The influence of polar and non-polar digoxin and digitoxin metabolites on the 86Rb-uptake of human erythrocytes and the contractility of guinea pig papillary muscles.

Abstract

The potency of various digoxigenin and digitoxigenin derivatives with different polarity was tested in two biological systems: First, in an 86-Rb-erythrocyte assay which allows to determine the influence on active cation transport (measured as the glycoside concentration exerting half maximal inhibition of 86-Rb-uptake of human erythrocytes = IC50). Second, with isolated guinea pig papillary muscle, which allows to determine glycoside effects on contractile force (measured as the glycoside concentration exerting 100% increase of contractile force = C+100%).
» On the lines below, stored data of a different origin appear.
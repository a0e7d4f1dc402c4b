//! OpenAPI Documentation
//!
//! OpenAPI 3.0 specification for the noebs switch API.

use utoipa::OpenApi;

use crate::dto;
use crate::error::ErrorResponse;
use crate::handlers;

/// noebs API Documentation
#[derive(OpenApi)]
#[openapi(
    info(
        title = "noebs API",
        description = "JSON boundary in front of the EBS payment switch: card transactions, bill payments and self-describing request shapes.",
        version = "1.0.0",
        license(
            name = "MIT",
            url = "https://opensource.org/licenses/MIT"
        )
    ),
    servers(
        (url = "http://localhost:8080", description = "Local Development")
    ),
    paths(
        // Health
        handlers::health::health_check,
        // Switch
        handlers::transaction::forward,
        handlers::transaction::forward_ebs,
        // Documentation
        handlers::docs::list_routes,
        handlers::docs::describe_path,
        handlers::docs::describe_shape,
        handlers::docs::api_reference,
    ),
    components(
        schemas(
            // Common
            ErrorResponse,
            handlers::health::HealthResponse,
            // Switch
            dto::TransactionResponse,
            noebs_fields::ResponseEnvelope,
            noebs_fields::SwitchOutcome,
            // Documentation
            dto::FieldsDocResponse,
            dto::ShapeDocResponse,
            noebs_fields::ShapeId,
            noebs_fields::FieldDescriptor,
            noebs_fields::Requirement,
            noebs_fields::FieldType,
            noebs_fields::RouteEntry,
            noebs_fields::EndpointDoc,
        )
    ),
    tags(
        (name = "Health", description = "Service health and status"),
        (name = "Switch", description = "Transactions forwarded to the payment switch"),
        (name = "Documentation", description = "Route catalogue and request field introspection")
    )
)]
pub struct ApiDoc;

/// Get the OpenAPI JSON specification
pub fn openapi_json() -> Result<String, serde_json::Error> {
    ApiDoc::openapi().to_pretty_json()
}

#[cfg(test)]
mod tests {
    use super::*;

    #[test]
    fn test_openapi_generation() {
        let spec = ApiDoc::openapi();
        assert_eq!(spec.info.title, "noebs API");
        assert_eq!(spec.info.version, "1.0.0");
    }

    #[test]
    fn test_openapi_json() {
        let json = openapi_json().unwrap();
        assert!(json.contains("/docs/shapes/{shape}"));
        assert!(json.contains("/ebs/{operation}"));
        assert!(json.contains("ResponseEnvelope"));
    }
}
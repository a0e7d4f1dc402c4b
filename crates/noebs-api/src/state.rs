//! Application state shared across handlers

use std::sync::Arc;

use noebs_fields::RouteEntry;

use crate::routes;
use crate::switch::SwitchClient;

/// Shared application state
#[derive(Clone)]
pub struct AppState {
    /// Backend switch
    pub switch: Arc<dyn SwitchClient>,
    /// Snapshot of every registered route, in registration order
    pub catalogue: Arc<[RouteEntry]>,
}

impl AppState {
    pub fn new(switch: Arc<dyn SwitchClient>) -> Self {
        Self {
            switch,
            catalogue: routes::route_catalogue().into(),
        }
    }
}
//! noebs fields - transaction shapes for the payment switch boundary
//!
//! Every request the boundary accepts is described by a *shape*: a static
//! union of a few primitive field groups. This crate owns those declarations
//! and the pure operations over them:
//!
//! - field groups and the composite shape catalogue ([`groups`], [`shape`])
//! - schema introspection ([`describe`])
//! - endpoint → shape resolution ([`resolve`])
//! - route catalogue building ([`build_route_catalogue`])
//! - card-number sanitizing of switch responses ([`mask_sensitive_fields`])
//!
//! # Shapes
//!
//! ```text
//! Context      systemTraceAuditNumber, tranDateTime, terminalId(8), clientId
//! Credential   PAN, PIN, expDate
//! Amount       tranAmount, tranCurrencyCode?
//! Biller       personalPaymentInfo, payeeId
//!
//! CardTransfer = Context + Credential + Amount + toCard
//! BillPayment  = Context + Credential + Amount + Biller
//! Purchase     = WorkingKey + Credential + Amount
//! CashIn       = Purchase
//! ```
//!
//! All operations are stateless and safe to call from any thread.

pub mod error;
pub mod field;
pub mod groups;
pub mod shape;
pub mod introspect;
pub mod resolver;
pub mod routes;
pub mod envelope;
pub mod reference;

pub use error::*;
pub use field::{FieldGroup, FieldSpec, FieldType, Requirement};
pub use shape::{Component, Shape, ShapeId};
pub use introspect::{describe, describe_shape, flatten, FieldDescriptor};
pub use resolver::{resolve, ENDPOINT_KEYWORDS};
pub use routes::{build_route_catalogue, RouteEntry};
pub use envelope::{mask_pan, mask_sensitive_fields, ResponseEnvelope, SwitchOutcome};
pub use reference::{api_reference, document, EndpointDoc};
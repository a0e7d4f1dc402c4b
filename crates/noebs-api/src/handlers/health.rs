//! Health Check Handlers

use axum::Json;
use serde::Serialize;
use utoipa::ToSchema;

/// Health check response
#[derive(Debug, Serialize, ToSchema)]
pub struct HealthResponse {
    /// Service status
    pub status: String,
    /// Service version
    pub version: String,
    /// Timestamp in milliseconds
    pub timestamp: i64,
}

/// Health check endpoint
///
/// Returns 200 if the service is running. The switch is not contacted.
#[utoipa::path(
    get,
    path = "/health",
    tag = "Health",
    responses(
        (status = 200, description = "Service is healthy", body = HealthResponse)
    )
)]
pub async fn health_check() -> Json<HealthResponse> {
    Json(HealthResponse {
        status: "healthy".to_string(),
        version: env!("CARGO_PKG_VERSION").to_string(),
        timestamp: chrono::Utc::now().timestamp_millis(),
    })
}
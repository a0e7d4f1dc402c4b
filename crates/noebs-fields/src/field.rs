//! Field specifications and field groups
//!
//! A field group is a static, named list of field specs. Groups never exist
//! as runtime instances; they only declare the shape of a payload.

use serde::{Deserialize, Serialize};
use std::fmt;

/// Requirement marker of a single field
#[derive(Debug, Clone, Copy, PartialEq, Eq, Hash, Serialize, Deserialize)]
#[cfg_attr(feature = "openapi", derive(utoipa::ToSchema))]
#[serde(rename_all = "lowercase")]
pub enum Requirement {
    Required,
    Optional,
}

impl Requirement {
    /// Combine two markers for the same field. Required always wins.
    pub const fn union(self, other: Requirement) -> Requirement {
        match (self, other) {
            (Requirement::Optional, Requirement::Optional) => Requirement::Optional,
            _ => Requirement::Required,
        }
    }

    pub fn is_required(&self) -> bool {
        matches!(self, Requirement::Required)
    }

    pub fn as_str(&self) -> &'static str {
        match self {
            Self::Required => "required",
            Self::Optional => "optional",
        }
    }
}

impl Default for Requirement {
    fn default() -> Self {
        Self::Optional
    }
}

impl fmt::Display for Requirement {
    fn fmt(&self, f: &mut fmt::Formatter<'_>) -> fmt::Result {
        f.write_str(self.as_str())
    }
}

/// Declared semantic type of a field
#[derive(Debug, Clone, Copy, PartialEq, Eq, Hash, Serialize, Deserialize)]
#[cfg_attr(feature = "openapi", derive(utoipa::ToSchema))]
#[serde(rename_all = "lowercase")]
pub enum FieldType {
    /// Whole number (trace audit numbers, response codes)
    Integer,
    /// Currency amount, carried as a fixed-point decimal
    Decimal,
    /// Free or fixed-length text
    String,
    /// Date-time in RFC 3339 (ISO-8601) interchange format
    DateTime,
}

impl FieldType {
    pub fn as_str(&self) -> &'static str {
        match self {
            Self::Integer => "integer",
            Self::Decimal => "decimal",
            Self::String => "string",
            Self::DateTime => "datetime",
        }
    }
}

impl fmt::Display for FieldType {
    fn fmt(&self, f: &mut fmt::Formatter<'_>) -> fmt::Result {
        f.write_str(self.as_str())
    }
}

/// One declared field: wire name, requirement, type and optional exact length
#[derive(Debug, Clone, Copy, PartialEq, Eq)]
pub struct FieldSpec {
    /// Name on the wire (JSON key)
    pub name: &'static str,
    pub requirement: Requirement,
    pub field_type: FieldType,
    /// Exact length in characters, if the field is fixed-length
    pub length: Option<usize>,
}

impl FieldSpec {
    pub const fn required(name: &'static str, field_type: FieldType) -> Self {
        Self {
            name,
            requirement: Requirement::Required,
            field_type,
            length: None,
        }
    }

    pub const fn optional(name: &'static str, field_type: FieldType) -> Self {
        Self {
            name,
            requirement: Requirement::Optional,
            field_type,
            length: None,
        }
    }

    /// Declare an exact character length
    pub const fn with_length(mut self, length: usize) -> Self {
        self.length = Some(length);
        self
    }
}

/// A named, immutable set of fields
#[derive(Debug)]
pub struct FieldGroup {
    pub name: &'static str,
    pub fields: &'static [FieldSpec],
}

impl FieldGroup {
    pub const fn new(name: &'static str, fields: &'static [FieldSpec]) -> Self {
        Self { name, fields }
    }

    /// Look up a field by wire name
    pub fn field(&self, name: &str) -> Option<&FieldSpec> {
        self.fields.iter().find(|f| f.name == name)
    }

    /// Wire names of the required fields, in declaration order
    pub fn required_fields(&self) -> impl Iterator<Item = &'static str> + '_ {
        self.fields
            .iter()
            .filter(|f| f.requirement.is_required())
            .map(|f| f.name)
    }
}

#[cfg(test)]
mod tests {
    use super::*;

    #[test]
    fn test_requirement_union() {
        use Requirement::*;
        assert_eq!(Required.union(Optional), Required);
        assert_eq!(Optional.union(Required), Required);
        assert_eq!(Required.union(Required), Required);
        assert_eq!(Optional.union(Optional), Optional);
    }

    #[test]
    fn test_unmarked_requirement_is_optional() {
        assert_eq!(Requirement::default(), Requirement::Optional);
    }

    #[test]
    fn test_field_spec_length() {
        let spec = FieldSpec::required("terminalId", FieldType::String).with_length(8);
        assert_eq!(spec.length, Some(8));
        assert!(spec.requirement.is_required());
    }

    #[test]
    fn test_serialized_tags() {
        assert_eq!(serde_json::to_string(&Requirement::Required).unwrap(), "\"required\"");
        assert_eq!(serde_json::to_string(&FieldType::DateTime).unwrap(), "\"datetime\"");
        assert_eq!(FieldType::Decimal.to_string(), "decimal");
    }
}
//! Primitive field groups
//!
//! Wire names are shared with existing switch clients and must not change.

use crate::field::{FieldGroup, FieldSpec, FieldType};

/// Length of a terminal identifier
pub const TERMINAL_ID_LEN: usize = 8;

// =============================================================================
// Request groups
// =============================================================================

/// Transaction context sent with every request
pub static CONTEXT: FieldGroup = FieldGroup::new(
    "Context",
    &[
        FieldSpec::required("systemTraceAuditNumber", FieldType::Integer),
        FieldSpec::required("tranDateTime", FieldType::DateTime),
        FieldSpec::required("terminalId", FieldType::String).with_length(TERMINAL_ID_LEN),
        FieldSpec::required("clientId", FieldType::String),
    ],
);

/// Card credentials
pub static CREDENTIAL: FieldGroup = FieldGroup::new(
    "Credential",
    &[
        FieldSpec::required("PAN", FieldType::String),
        FieldSpec::required("PIN", FieldType::String),
        FieldSpec::required("expDate", FieldType::String),
    ],
);

pub static AMOUNT: FieldGroup = FieldGroup::new(
    "Amount",
    &[
        FieldSpec::required("tranAmount", FieldType::Decimal),
        FieldSpec::optional("tranCurrencyCode", FieldType::String),
    ],
);

/// Payee of a bill payment or inquiry
pub static BILLER: FieldGroup = FieldGroup::new(
    "Biller",
    &[
        FieldSpec::required("personalPaymentInfo", FieldType::String),
        FieldSpec::required("payeeId", FieldType::String),
    ],
);

// =============================================================================
// Response envelope groups
// =============================================================================

/// Outcome fields reported by the switch
pub static SWITCH_OUTCOME: FieldGroup = FieldGroup::new(
    "SwitchOutcome",
    &[
        FieldSpec::optional("responseMessage", FieldType::String),
        FieldSpec::optional("responseStatus", FieldType::String),
        FieldSpec::optional("responseCode", FieldType::Integer),
        FieldSpec::optional("referenceNumber", FieldType::String),
        FieldSpec::optional("approvalCode", FieldType::String),
        FieldSpec::optional("voucherNumber", FieldType::Integer),
        FieldSpec::optional("miniStatementRecords", FieldType::String),
        FieldSpec::optional("DisputeRRN", FieldType::String),
        FieldSpec::optional("additionalData", FieldType::String),
        FieldSpec::optional("tranDateTime", FieldType::DateTime),
        FieldSpec::optional("tranFee", FieldType::Decimal),
        FieldSpec::optional("additionalAmount", FieldType::Decimal),
    ],
);

/// Request context echoed back in a response
pub static ECHOED_CONTEXT: FieldGroup = FieldGroup::new(
    "EchoedContext",
    &[
        FieldSpec::optional("terminalId", FieldType::String),
        FieldSpec::optional("systemTraceAuditNumber", FieldType::Integer),
        FieldSpec::optional("clientId", FieldType::String),
    ],
);

pub static PAYMENT_IDENTIFIERS: FieldGroup = FieldGroup::new(
    "PaymentIdentifiers",
    &[
        FieldSpec::optional("PAN", FieldType::String),
        FieldSpec::optional("serviceId", FieldType::String),
        FieldSpec::optional("tranAmount", FieldType::Decimal),
        FieldSpec::optional("phoneNumber", FieldType::String),
        FieldSpec::optional("fromAccount", FieldType::String),
        FieldSpec::optional("toAccount", FieldType::String),
        FieldSpec::optional("fromCard", FieldType::String),
        FieldSpec::optional("toCard", FieldType::String),
        FieldSpec::optional("otp", FieldType::String),
        FieldSpec::optional("otpId", FieldType::String),
        FieldSpec::optional("tranCurrencyCode", FieldType::String),
        FieldSpec::optional("workingKey", FieldType::String),
    ],
);

/// Every primitive group, requests first
pub static ALL_GROUPS: &[&FieldGroup] = &[
    &CONTEXT,
    &CREDENTIAL,
    &AMOUNT,
    &BILLER,
    &SWITCH_OUTCOME,
    &ECHOED_CONTEXT,
    &PAYMENT_IDENTIFIERS,
];

#[cfg(test)]
mod tests {
    use super::*;
    use crate::field::Requirement;
    use std::collections::HashSet;

    #[test]
    fn test_every_field_has_a_wire_name() {
        for group in ALL_GROUPS {
            for field in group.fields {
                assert!(!field.name.is_empty(), "unnamed field in {}", group.name);
            }
        }
    }

    #[test]
    fn test_wire_names_unique_within_group() {
        for group in ALL_GROUPS {
            let names: HashSet<_> = group.fields.iter().map(|f| f.name).collect();
            assert_eq!(names.len(), group.fields.len(), "duplicate name in {}", group.name);
        }
    }

    #[test]
    fn test_context_declarations() {
        let terminal = CONTEXT.field("terminalId").unwrap();
        assert_eq!(terminal.length, Some(8));
        assert_eq!(terminal.requirement, Requirement::Required);
        assert_eq!(
            CONTEXT.field("tranDateTime").unwrap().field_type,
            FieldType::DateTime
        );
        assert_eq!(CONTEXT.required_fields().count(), 4);
    }

    #[test]
    fn test_amount_currency_is_optional() {
        assert_eq!(AMOUNT.required_fields().collect::<Vec<_>>(), vec!["tranAmount"]);
        assert_eq!(AMOUNT.field("tranAmount").unwrap().field_type, FieldType::Decimal);
    }

    #[test]
    fn test_envelope_groups_are_optional() {
        for group in [&SWITCH_OUTCOME, &ECHOED_CONTEXT, &PAYMENT_IDENTIFIERS] {
            assert_eq!(group.required_fields().count(), 0, "{}", group.name);
        }
    }
}
//! noebs API Server
//!
//! HTTP boundary in front of the EBS payment switch.
//!
//! # Usage
//!
//! ```bash
//! # Start with default settings
//! noebs-server
//!
//! # Start with custom config
//! noebs-server --config /path/to/config.toml
//!
//! # Start with environment overrides
//! NOEBS__SWITCH__BASE_URL=https://ebs.example.sd/consumer noebs-server
//!
//! # Print the OpenAPI document and exit
//! noebs-server --openapi
//! ```

mod config;

use std::net::SocketAddr;
use std::sync::Arc;

use clap::Parser;
use tokio::signal;
use tracing_subscriber::{fmt, prelude::*, EnvFilter};

use noebs_api::openapi::openapi_json;
use noebs_api::{create_router, AppState, HttpSwitchClient};

use crate::config::ServerConfig;

// =============================================================================
// CLI Arguments
// =============================================================================

/// noebs API Server - payment switch boundary
#[derive(Parser, Debug)]
#[command(name = "noebs-server")]
#[command(author, version, about, long_about = None)]
struct Args {
    /// Path to configuration file (TOML, JSON, or YAML)
    #[arg(short, long, env = "NOEBS_CONFIG")]
    config: Option<String>,

    /// Host to bind to
    #[arg(long, env = "NOEBS_HOST")]
    host: Option<String>,

    /// Port to listen on
    #[arg(short, long, env = "NOEBS_PORT")]
    port: Option<u16>,

    /// Switch base URL
    #[arg(long, env = "NOEBS_SWITCH_URL")]
    switch_url: Option<String>,

    /// Log level (trace, debug, info, warn, error)
    #[arg(long, env = "NOEBS_LOG_LEVEL")]
    log_level: Option<String>,

    /// Log format (json, pretty)
    #[arg(long, env = "NOEBS_LOG_FORMAT")]
    log_format: Option<String>,

    /// Print the OpenAPI document and exit
    #[arg(long)]
    openapi: bool,
}

impl Args {
    /// Apply CLI overrides on top of loaded configuration
    fn apply(self, config: &mut ServerConfig) {
        if let Some(host) = self.host {
            config.server.host = host;
        }
        if let Some(port) = self.port {
            config.server.port = port;
        }
        if let Some(url) = self.switch_url {
            config.switch.base_url = url;
        }
        if let Some(level) = self.log_level {
            config.logging.level = level;
        }
        if let Some(format) = self.log_format {
            config.logging.format = format;
        }
    }
}

// =============================================================================
// Main Entry Point
// =============================================================================

#[tokio::main]
async fn main() -> anyhow::Result<()> {
    let args = Args::parse();

    if args.openapi {
        println!("{}", openapi_json()?);
        return Ok(());
    }

    let mut server_config = ServerConfig::load(args.config.as_deref())?;
    args.apply(&mut server_config);

    init_logging(&server_config.logging)?;

    tracing::info!(version = env!("CARGO_PKG_VERSION"), "Starting noebs server");

    validate_config(&server_config)?;

    let switch = HttpSwitchClient::new(&server_config.switch_config())?;
    tracing::info!(
        switch_url = %server_config.switch.base_url,
        timeout_secs = server_config.switch.timeout_secs,
        "Switch client ready"
    );

    let state = Arc::new(AppState::new(Arc::new(switch)));
    tracing::info!(routes = state.catalogue.len(), "Routes registered");

    let app = create_router(state, server_config.api_config());

    if server_config.metrics.enabled {
        start_metrics_server(server_config.metrics_addr()?)?;
    }

    let addr = server_config.server.socket_addr()?;
    let listener = tokio::net::TcpListener::bind(addr).await?;

    tracing::info!(
        host = %server_config.server.host,
        port = server_config.server.port,
        "Server listening"
    );

    axum::serve(listener, app)
        .with_graceful_shutdown(shutdown_signal())
        .await?;

    tracing::info!("Server shutdown complete");

    Ok(())
}

// =============================================================================
// Initialization Functions
// =============================================================================

/// Initialize tracing/logging
fn init_logging(config: &config::LoggingConfig) -> anyhow::Result<()> {
    let env_filter =
        EnvFilter::try_from_default_env().or_else(|_| EnvFilter::try_new(&config.level))?;

    let subscriber = tracing_subscriber::registry().with(env_filter);

    match config.format.as_str() {
        "json" => subscriber.with(fmt::layer().json().with_target(true)).try_init()?,
        _ => subscriber.with(fmt::layer().pretty().with_target(true)).try_init()?,
    }

    Ok(())
}

/// Validate configuration
fn validate_config(config: &ServerConfig) -> anyhow::Result<()> {
    if config.switch.base_url.trim().is_empty() {
        anyhow::bail!("Switch base URL is not set. Use --switch-url or NOEBS__SWITCH__BASE_URL.");
    }

    if config.switch.timeout_secs == 0 {
        anyhow::bail!("Switch timeout must be at least one second");
    }

    if config.metrics.enabled && config.metrics.port == config.server.port {
        anyhow::bail!("Metrics port {} clashes with the server port", config.metrics.port);
    }

    if !config.switch.base_url.starts_with("https://") {
        tracing::warn!(switch_url = %config.switch.base_url, "Switch connection is not TLS");
    }

    Ok(())
}

/// Start Prometheus metrics exporter
fn start_metrics_server(addr: SocketAddr) -> anyhow::Result<()> {
    metrics_exporter_prometheus::PrometheusBuilder::new()
        .with_http_listener(addr)
        .install()?;

    tracing::info!(%addr, "Metrics exporter started");
    Ok(())
}

// =============================================================================
// Graceful Shutdown
// =============================================================================

/// Wait for shutdown signal (Ctrl+C or SIGTERM)
async fn shutdown_signal() {
    let ctrl_c = async {
        if let Err(e) = signal::ctrl_c().await {
            tracing::error!(error = %e, "Failed to install Ctrl+C handler");
            std::future::pending::<()>().await;
        }
    };

    #[cfg(unix)]
    let terminate = async {
        match signal::unix::signal(signal::unix::SignalKind::terminate()) {
            Ok(mut sigterm) => {
                sigterm.recv().await;
            }
            Err(e) => {
                tracing::error!(error = %e, "Failed to install SIGTERM handler");
                std::future::pending::<()>().await;
            }
        }
    };

    #[cfg(not(unix))]
    let terminate = std::future::pending::<()>();

    tokio::select! {
        _ = ctrl_c => {
            tracing::info!("Received Ctrl+C, initiating graceful shutdown...");
        }
        _ = terminate => {
            tracing::info!("Received SIGTERM, initiating graceful shutdown...");
        }
    }
}

// =============================================================================
// Tests
// =============================================================================

#[cfg(test)]
mod tests {
    use super::*;

    #[test]
    fn test_cli_parsing() {
        let args = Args::parse_from([
            "noebs-server",
            "--port",
            "8081",
            "--switch-url",
            "https://ebs.example.sd/consumer",
        ]);
        assert_eq!(args.port, Some(8081));

        let mut config = ServerConfig::default();
        args.apply(&mut config);
        assert_eq!(config.server.port, 8081);
        assert_eq!(config.switch.base_url, "https://ebs.example.sd/consumer");
        assert_eq!(config.logging.level, "info");
    }

    #[test]
    fn test_default_config_is_valid() {
        assert!(validate_config(&ServerConfig::default()).is_ok());
    }

    #[test]
    fn test_rejects_empty_switch_url() {
        let mut config = ServerConfig::default();
        config.switch.base_url = "  ".to_string();
        assert!(validate_config(&config).is_err());
    }

    #[test]
    fn test_rejects_zero_timeout() {
        let mut config = ServerConfig::default();
        config.switch.timeout_secs = 0;
        assert!(validate_config(&config).is_err());
    }

    #[test]
    fn test_rejects_metrics_port_clash() {
        let mut config = ServerConfig::default();
        config.metrics.enabled = true;
        config.metrics.port = config.server.port;
        assert!(validate_config(&config).is_err());
    }
}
The IC50 of the substances covered a range from 3.2 to 4800 X 10(-9) M, the C+100% from 0.7 to 978 X 10(-6) M. In both assay systems the glucuronides of glycosides and genins were between 1.4 and 11 times less potent than the original substances. A highly significant correlation (p less then 0.0001) was found between IC50 and C+100% (r = 0.9996) and between log IC50 and log C+100% (r = 0.9819), the slope for the latter correlation being nearly unite (= 0.9912). The results support the hypothesis that inhibition of active cation transport is and important step in glycoside incuced posite-inotropic effect.